### DATASET EXTRACT
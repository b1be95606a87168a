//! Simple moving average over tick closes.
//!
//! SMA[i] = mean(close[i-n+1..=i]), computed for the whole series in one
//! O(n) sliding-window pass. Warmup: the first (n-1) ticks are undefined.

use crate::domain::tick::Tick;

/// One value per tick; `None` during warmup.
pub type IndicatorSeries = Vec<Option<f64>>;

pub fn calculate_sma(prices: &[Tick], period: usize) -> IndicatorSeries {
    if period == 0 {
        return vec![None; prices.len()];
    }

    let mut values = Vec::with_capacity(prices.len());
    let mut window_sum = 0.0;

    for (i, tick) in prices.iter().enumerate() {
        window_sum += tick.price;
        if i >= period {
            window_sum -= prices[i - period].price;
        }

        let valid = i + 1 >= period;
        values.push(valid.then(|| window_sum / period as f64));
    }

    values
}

---

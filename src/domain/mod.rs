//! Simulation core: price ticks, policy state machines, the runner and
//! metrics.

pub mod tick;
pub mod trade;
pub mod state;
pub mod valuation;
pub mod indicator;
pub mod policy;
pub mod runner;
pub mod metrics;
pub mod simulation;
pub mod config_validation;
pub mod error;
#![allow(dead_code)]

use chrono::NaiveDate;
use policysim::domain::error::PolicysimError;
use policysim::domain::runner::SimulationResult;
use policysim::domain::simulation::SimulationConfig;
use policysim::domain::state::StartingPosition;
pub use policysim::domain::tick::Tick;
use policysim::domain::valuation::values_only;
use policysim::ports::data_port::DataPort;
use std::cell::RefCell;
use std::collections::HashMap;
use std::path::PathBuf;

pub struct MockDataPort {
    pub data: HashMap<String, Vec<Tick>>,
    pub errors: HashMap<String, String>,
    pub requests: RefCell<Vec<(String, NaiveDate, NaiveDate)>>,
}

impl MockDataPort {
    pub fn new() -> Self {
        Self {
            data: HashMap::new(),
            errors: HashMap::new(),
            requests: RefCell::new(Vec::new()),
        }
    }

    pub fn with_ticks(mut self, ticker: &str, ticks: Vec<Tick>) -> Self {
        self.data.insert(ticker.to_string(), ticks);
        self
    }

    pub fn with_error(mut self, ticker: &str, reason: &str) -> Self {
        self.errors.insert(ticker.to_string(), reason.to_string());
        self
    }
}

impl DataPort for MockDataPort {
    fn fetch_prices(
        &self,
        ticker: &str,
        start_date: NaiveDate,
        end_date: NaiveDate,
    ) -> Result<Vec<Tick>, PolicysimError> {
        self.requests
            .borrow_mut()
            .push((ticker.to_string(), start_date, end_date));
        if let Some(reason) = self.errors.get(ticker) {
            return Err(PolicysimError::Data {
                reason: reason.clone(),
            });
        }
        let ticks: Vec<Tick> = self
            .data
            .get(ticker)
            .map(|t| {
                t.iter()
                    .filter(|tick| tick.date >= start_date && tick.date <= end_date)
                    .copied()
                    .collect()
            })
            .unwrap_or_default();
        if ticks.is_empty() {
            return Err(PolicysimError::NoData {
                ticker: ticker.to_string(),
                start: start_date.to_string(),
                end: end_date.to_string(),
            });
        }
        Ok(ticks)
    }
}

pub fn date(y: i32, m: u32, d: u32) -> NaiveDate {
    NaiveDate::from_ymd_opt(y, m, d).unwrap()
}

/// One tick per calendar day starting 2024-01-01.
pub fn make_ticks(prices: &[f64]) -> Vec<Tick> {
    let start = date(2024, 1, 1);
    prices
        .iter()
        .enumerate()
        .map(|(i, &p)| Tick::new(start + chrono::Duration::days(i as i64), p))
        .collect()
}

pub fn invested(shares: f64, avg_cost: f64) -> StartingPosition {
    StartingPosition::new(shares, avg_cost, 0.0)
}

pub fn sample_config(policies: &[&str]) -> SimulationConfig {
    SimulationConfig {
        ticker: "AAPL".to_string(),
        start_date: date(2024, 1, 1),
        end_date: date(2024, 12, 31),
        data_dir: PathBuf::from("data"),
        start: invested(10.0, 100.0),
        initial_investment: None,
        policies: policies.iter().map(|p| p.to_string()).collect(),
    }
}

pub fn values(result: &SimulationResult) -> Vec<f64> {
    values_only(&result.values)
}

### REQUIRED ACTION
Out of the data above, transcribe exactly and only the lines starting with the line that has "pub fn new()" and going on through the line that has "if let Some(reason)", both included.

### RESPONSE
    pub fn new() -> Self {
        Self {
            data: HashMap::new(),
            errors: HashMap::new(),
            requests: RefCell::new(Vec::new()),
        }
    }

    pub fn with_ticks(mut self, ticker: &str, ticks: Vec<Tick>) -> Self {
        self.data.insert(ticker.to_string(), ticks);
        self
    }

    pub fn with_error(mut self, ticker: &str, reason: &str) -> Self {
        self.errors.insert(ticker.to_string(), reason.to_string());
        self
    }
}

impl DataPort for MockDataPort {
    fn fetch_prices(
        &self,
        ticker: &str,
        start_date: NaiveDate,
        end_date: NaiveDate,
    ) -> Result<Vec<Tick>, PolicysimError> {
        self.requests
            .borrow_mut()
            .push((ticker.to_string(), start_date, end_date));
        if let Some(reason) = self.errors.get(ticker) {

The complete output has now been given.